(Records excerpted from a collection)

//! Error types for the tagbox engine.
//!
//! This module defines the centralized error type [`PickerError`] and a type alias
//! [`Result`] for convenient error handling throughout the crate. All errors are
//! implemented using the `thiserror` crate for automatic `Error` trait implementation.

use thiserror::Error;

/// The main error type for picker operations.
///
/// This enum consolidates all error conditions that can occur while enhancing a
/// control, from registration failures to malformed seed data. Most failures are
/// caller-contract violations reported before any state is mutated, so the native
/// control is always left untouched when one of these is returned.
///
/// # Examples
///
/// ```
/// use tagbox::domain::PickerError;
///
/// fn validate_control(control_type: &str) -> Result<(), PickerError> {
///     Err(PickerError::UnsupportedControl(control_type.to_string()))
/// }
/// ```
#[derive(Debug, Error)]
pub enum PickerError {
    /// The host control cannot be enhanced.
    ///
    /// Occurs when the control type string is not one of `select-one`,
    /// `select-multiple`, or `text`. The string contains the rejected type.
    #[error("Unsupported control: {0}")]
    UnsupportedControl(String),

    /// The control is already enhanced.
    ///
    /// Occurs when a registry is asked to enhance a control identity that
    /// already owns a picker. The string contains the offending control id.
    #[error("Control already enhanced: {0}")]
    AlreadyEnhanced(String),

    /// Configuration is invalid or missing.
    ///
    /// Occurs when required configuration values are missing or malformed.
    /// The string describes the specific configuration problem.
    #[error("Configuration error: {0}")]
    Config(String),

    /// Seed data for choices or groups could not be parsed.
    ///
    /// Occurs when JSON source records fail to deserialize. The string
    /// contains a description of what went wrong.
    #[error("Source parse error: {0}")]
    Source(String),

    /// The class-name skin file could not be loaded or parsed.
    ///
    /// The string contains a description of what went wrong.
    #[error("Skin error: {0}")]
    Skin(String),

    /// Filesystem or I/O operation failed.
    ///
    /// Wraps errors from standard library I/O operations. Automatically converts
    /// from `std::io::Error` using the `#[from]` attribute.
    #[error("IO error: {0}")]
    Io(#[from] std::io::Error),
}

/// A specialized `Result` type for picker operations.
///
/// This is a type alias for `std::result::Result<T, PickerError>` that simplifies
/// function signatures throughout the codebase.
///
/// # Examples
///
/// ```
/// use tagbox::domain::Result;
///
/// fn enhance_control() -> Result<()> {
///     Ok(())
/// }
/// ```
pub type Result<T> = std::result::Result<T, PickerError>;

▸ Instructions for the task:
In the records above, locate every line with the string "errors" and copy it.

▸ Solution for this exercise:
//! [`Result`] for convenient error handling throughout the crate. All errors are
    /// Wraps errors from standard library I/O operations. Automatically converts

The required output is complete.